Harmonie-orkest
2. Satz aus der Sinfonie Nr. 1
Ludwig van Beethoven
Info
De première van de "Eerste symfonie" (geschreven in 1799/1800) vond plaats in Wenen op 2 april 1800, onder leiding van de componist zelf. Ondanks dat het woord in bepaalde opzichten doet denken aan Haydn en Mozart, zijn er duidelijk zeer persoonlijke kenmerken van Beethoven. Het tweede deel (oorspronkelijke toonsoort F majeur) is een anker tussen het nogal pittige eerste deel en het Menuett, dat eerder een Scherzo is.

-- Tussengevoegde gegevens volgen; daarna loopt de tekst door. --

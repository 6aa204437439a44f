//! Core types for Driftwood.
//!
//! Type-safe wrappers for the cart domain's basic concepts.

pub mod id;
pub mod line_item;

pub use id::ProductId;
pub use line_item::LineItem;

Formeel gezien is ANDANTE CANTABILE een sonatedeel, waarvan het tweede (overigens contrasterende!) thema – bij (1) – waarschijnlijk omschreven kan worden als een wijziging van het eerste. Beethoven creëert afwisseling en spanning binnen het personage, dat eigenlijk songachtig is, door kleine sleutelpartijen en vooral door de nadruk op gestippelde ritmes. In de korte ontwikkeling – na de dubbele lijn – bereikt hij al snel een zeer verre toonsoort. De recapitulatie - uit (5) - verschilt van de uiteenzetting door de toevoeging van een bewegende tegenstem in zestienden aan het eerste thema, opnieuw een indicatie van het variatiekarakter dat over de sonatevorm heen ligt. In de coda - 10 maten na (9) - verschijnt het hoofdthema voor het eerst in de gebruikelijke 8-matenvorm. Door het hele stuk heen werd het gepresenteerd in een versie gecomprimeerd tot 6 of 7 maten.